# Wire Floor Problems



## AstiBunners (Jul 11, 2011)

I have my bun in a cage with wire flooring. At first I put down some bedding so it wouldn't hurt her cute little feet, but she keeps pushing the bedding out of the cage! You can imagine the mess it makes... Then I tried putting a blanket down on one side of the cage and left the area by her litter box uncovered. Of course, my little one will pull the blanket out and just shove it in a corner wanting nothing to do with it. 

What should I do? I don't want her feet to become sore or worn.


----------



## Korr_and_Sophie (Jul 11, 2011)

Is there anyway you can take the wire out of the cage? I know that some cages are easier to remove the wire, but some are not. 

You could try putting some cardboard or coroplast or something else that is similar on the floor. You will need to tie it down so it doesn't move around. You can also make sides so any bedding or poops stay in the cage. Put the blankets on top of this. 

Getting a solid bottom cage would be a good idea if you can find one. Look into building an NIC cage as an alternative.


----------



## majorv (Jul 11, 2011)

When you have a wire floor you do need something in there the rabbit can rest on that's off the wire. You can buy ceramic tiles at any home improvement store like Home Depot and place that in the cage. It doesn't matter if they push it around. You can also buy plastic resting pads that have tabs that slide under the wire so it doesn't move. The nice thing about them is they give the rabbit something to rest on but have slits in them so the poop can still go through. You can get them at online rabbit supply sites, and I've also seen them at Tractor Supply (if you have one near you).


----------



## AstiBunners (Jul 11, 2011)

I just want something temporary. When I move into my new apartment next month I'm going to build her an NIC cage.


----------



## majorv (Jul 11, 2011)

*AstiBunners wrote: *


> I just want something temporary. When I move into my new apartment next month I'm going to build her an NIC cage.

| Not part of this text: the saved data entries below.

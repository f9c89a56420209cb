//! Type-safe price representation using decimal arithmetic.

use core::fmt;
use std::str::FromStr;

use rust_decimal::Decimal;
use serde::{Deserialize, Serialize};

/// Errors that can occur when parsing a [`Price`].
#[derive(thiserror::Error, Debug, Clone)]
pub enum PriceError {
    /// The input string is empty.
    #[error("price cannot be empty")]
    Empty,
    /// The input is not a decimal number.
    #[error("price must be a decimal number")]
    InvalidNumber,
    /// The amount is below zero.
    #[error("price cannot be negative")]
    Negative,
    /// The amount has more fractional digits than the currency supports.
    #[error("price supports at most {max_scale} fractional digits")]
    TooPrecise {
        /// Maximum number of fractional digits.
        max_scale: u32,
    },
}

/// A non-negative amount of money.
///
/// Prices are decimal values with at most two fractional digits, held as
/// [`rust_decimal::Decimal`] so no binary floating point is involved at any
/// point. The amount is normalized to exactly two fractional digits, so
/// `"10"` and `"10.00"` parse to the same value and both display as
/// `10.00`.
///
/// The store is single-currency; prices carry no currency code.
///
/// ## Examples
///
/// ```
/// use stockroom_core::Price;
///
/// let price = Price::parse("999.99")?;
/// assert_eq!(price.to_string(), "999.99");
///
/// assert!(Price::parse("-1").is_err());    // negative
/// assert!(Price::parse("1.999").is_err()); // sub-cent precision
/// # Ok::<(), stockroom_core::PriceError>(())
/// ```
#[derive(Debug, Clone, Copy, Serialize, Deserialize, PartialEq, Eq, PartialOrd, Ord, Hash)]
#[serde(transparent)]
pub struct Price(Decimal);

impl Price {
    /// Maximum number of fractional digits.
    pub const MAX_SCALE: u32 = 2;

    /// Parse a `Price` from a string.
    ///
    /// # Errors
    ///
    /// Returns an error if the input:
    /// - Is empty
    /// - Is not a decimal number
    /// - Is negative
    /// - Has more than two fractional digits
    pub fn parse(s: &str) -> Result<Self, PriceError> {
        if s.is_empty() {
            return Err(PriceError::Empty);
        }

        let amount = Decimal::from_str(s).map_err(|_| PriceError::InvalidNumber)?;
        Self::from_decimal(amount)
    }

    /// Build a `Price` from an already-parsed decimal amount.
    ///
    /// # Errors
    ///
    /// Returns an error if the amount is negative or carries more than two
    /// fractional digits.
    pub fn from_decimal(amount: Decimal) -> Result<Self, PriceError> {
        if amount < Decimal::ZERO {
            return Err(PriceError::Negative);
        }

        if amount.scale() > Self::MAX_SCALE {
            return Err(PriceError::TooPrecise {
                max_scale: Self::MAX_SCALE,
            });
        }

        let mut amount = amount;
        amount.rescale(Self::MAX_SCALE);
        if amount.is_zero() {
            // Collapse "-0" so zero has a single representation
            amount.set_sign_positive(true);
        }

        Ok(Self(amount))
    }

    /// Returns the amount as a decimal.
    #[must_use]
    pub const fn amount(&self) -> Decimal {
        self.0
    }
}

impl fmt::Display for Price {
    fn fmt(&self, f: &mut fmt::Formatter<'_>) -> fmt::Result {
        write!(f, "{}", self.0)
    }
}

impl FromStr for Price {
    type Err = PriceError;

    fn from_str(s: &str) -> Result<Self, Self::Err> {
        Self::parse(s)
    }
}

impl TryFrom<Decimal> for Price {
    type Error = PriceError;

    fn try_from(amount: Decimal) -> Result<Self, Self::Error> {
        Self::from_decimal(amount)
    }
}

// SQLx support (with sqlite feature). Prices are stored as TEXT because
// SQLite has no decimal column type and REAL would reintroduce binary
// floating point.
#[cfg(feature = "sqlite")]
impl sqlx::Type<sqlx::Sqlite> for Price {
    fn type_info() -> sqlx::sqlite::SqliteTypeInfo {
        <String as sqlx::Type<sqlx::Sqlite>>::type_info()
    }

    fn compatible(ty: &sqlx::sqlite::SqliteTypeInfo) -> bool {
        <String as sqlx::Type<sqlx::Sqlite>>::compatible(ty)
    }
}

#[cfg(feature = "sqlite")]
impl<'r> sqlx::Decode<'r, sqlx::Sqlite> for Price {
    fn decode(value: sqlx::sqlite::SqliteValueRef<'r>) -> Result<Self, sqlx::error::BoxDynError> {
        let s = <String as sqlx::Decode<sqlx::Sqlite>>::decode(value)?;
        // Database values are assumed valid
        let amount = Decimal::from_str(&s)?;
        Ok(Self(amount))
    }
}

#[cfg(feature = "sqlite")]
impl<'q> sqlx::Encode<'q, sqlx::Sqlite> for Price {
    fn encode_by_ref(
        &self,
        buf: &mut Vec<sqlx::sqlite::SqliteArgumentValue<'q>>,
    ) -> Result<sqlx::encode::IsNull, sqlx::error::BoxDynError> {
        <String as sqlx::Encode<'q, sqlx::Sqlite>>::encode_by_ref(&self.0.to_string(), buf)
    }
}

#[cfg(test)]
#[allow(clippy::unwrap_used)]
mod tests {
    use super::*;

    #[test]
    fn test_parse_valid_prices() {
        assert!(Price::parse("999.99").is_ok());
        assert!(Price::parse("0").is_ok());
        assert!(Price::parse("0.00").is_ok());
        assert!(Price::parse("29.99").is_ok());
        assert!(Price::parse("1000000").is_ok());
    }

    #[test]
    fn test_parse_empty() {
        assert!(matches!(Price::parse(""), Err(PriceError::Empty)));
    }

    #[test]
    fn test_parse_not_a_number() {
        assert!(matches!(
            Price::parse("abc"),
            Err(PriceError::InvalidNumber)
        ));
        assert!(matches!(
            Price::parse("12.3.4"),
            Err(PriceError::InvalidNumber)
        ));
        assert!(matches!(
            Price::parse("$9.99"),
            Err(PriceError::InvalidNumber)
        ));
    }

    #[test]
    fn test_parse_negative() {
        assert!(matches!(Price::parse("-1"), Err(PriceError::Negative)));
        assert!(matches!(Price::parse("-0.01"), Err(PriceError::Negative)));
    }

    #[test]
    fn test_parse_too_precise() {
        assert!(matches!(
            Price::parse("1.999"),
            Err(PriceError::TooPrecise { max_scale: 2 })
        ));
    }

    #[test]
    fn test_normalizes_to_two_fractional_digits() {
        assert_eq!(Price::parse("10").unwrap().to_string(), "10.00");
        assert_eq!(Price::parse("0.5").unwrap().to_string(), "0.50");
        assert_eq!(Price::parse("999.99").unwrap().to_string(), "999.99");
    }

    #[test]
    fn test_equal_regardless_of_input_scale() {
        assert_eq!(Price::parse("10").unwrap(), Price::parse("10.00").unwrap());
    }

    #[test]
    fn test_negative_zero_collapses() {
        let price = Price::parse("-0.0").unwrap();
        assert_eq!(price.to_string(), "0.00");
    }

    #[test]
    fn test_ordering() {
        let cheap = Price::parse("29.99").unwrap();
        let pricey = Price::parse("999.99").unwrap();
        assert!(cheap < pricey);
    }

    #[test]
    fn test_from_decimal() {
        let amount = Decimal::new(99_999, 2); // 999.99
        let price = Price::from_decimal(amount).unwrap();
        assert_eq!(price.amount(), amount);
    }

    #[test]
    fn test_serde_roundtrip() {
        let price = Price::parse("999.99").unwrap();
        let json = serde_json::to_string(&price).unwrap();
        assert_eq!(json, "\"999.99\"");

        let parsed: Price = serde_json::from_str(&json).unwrap();
        assert_eq!(parsed, price);
    }

    #[test]
    fn test_from_str() {
        let price: Price = "79.99".parse().unwrap();
        assert_eq!(price.to_string(), "79.99");
    }
}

I would just go to a home improvement store and buy a 12"x12" ceramic tile and place it in the cage. You can get one for under a dollar.


----------



## AstiBunners (Jul 11, 2011)

Thank you all for your suggestions!


----------



## NDrAbBiTs58041 (Jul 11, 2011)

Is there pics of a NIC cage so I have an idea what a NIC cage is?


----------



## NDrAbBiTs58041 (Jul 11, 2011)

I was wondering the same thing on what I could do this helped me too. Good suggestions. Im thinking about a different cage such as a NIC. But for now I just used a tile under thumpers hut.


----------



## NDrAbBiTs58041 (Jul 11, 2011)

I have another ? regarding this also. I used a tile for under thumpers hut but now since its new (im sure) she is chewing it so I took it out being that it was a stick and peel type of tile wich when I looked to see what the noise was all about in her cage she was tearing it up so I took it out and just put a towel in there. Again she is pulling it out and chewing on it. Any other suggestions to do other then get a different cage?


----------



## Nancy McClelland (Jul 11, 2011)

We use a variety of things. Tiles (ceramic), boards, carpet pieces, and the ever popular cardboard. Also have a litter box in one corner fill with pine shavings--some use it as a toilet and others as their main lounge. Peter likes his pan so much that we put his vegetable dish next to it so he doesn't have to get up. Bunnies!


----------



## NDrAbBiTs58041 (Jul 11, 2011)

thankx for the suggestions. I was thinking ceramic (which didnt have any here) I had stick and peel tile I tried that but did'nt work so well. I wll try the cardboard. It wont hurt thumper if she chews it? I have a towel in there now and seems to be ok, otherthen just trying to figure out in the world is this in my cage....just got the hut today and thought maybe I should put something under it. I might try some kind of board in there too.


----------



## holtzchick (Jul 12, 2011)

what I bought for Peter is a doggie mat for relaxation and it feels kind of like a yoga mat. I cut it to the size of the wire on the bottom of the cage and so now it won't shift and its easy to wipe up as well as safe because its so soft


----------



## DandelionHollow (Jul 12, 2011)

You can use a heavier resting mat that wont crumple, etc... Also, others have suggested a large ceramic tile which is a great idea, too. Bunny boards can be used, too (essentially its just a thin piece of wood that fits snuggly in half of the cage.
For my buns I use either a towel (that I tack down) or a cotton placemat in half of their cage away from their potty corner... my buns seem to love the softness of using cotton but they do sometimes try to move the mat around so I do have to tack it in place.


----------



## NDrAbBiTs58041 (Jul 13, 2011)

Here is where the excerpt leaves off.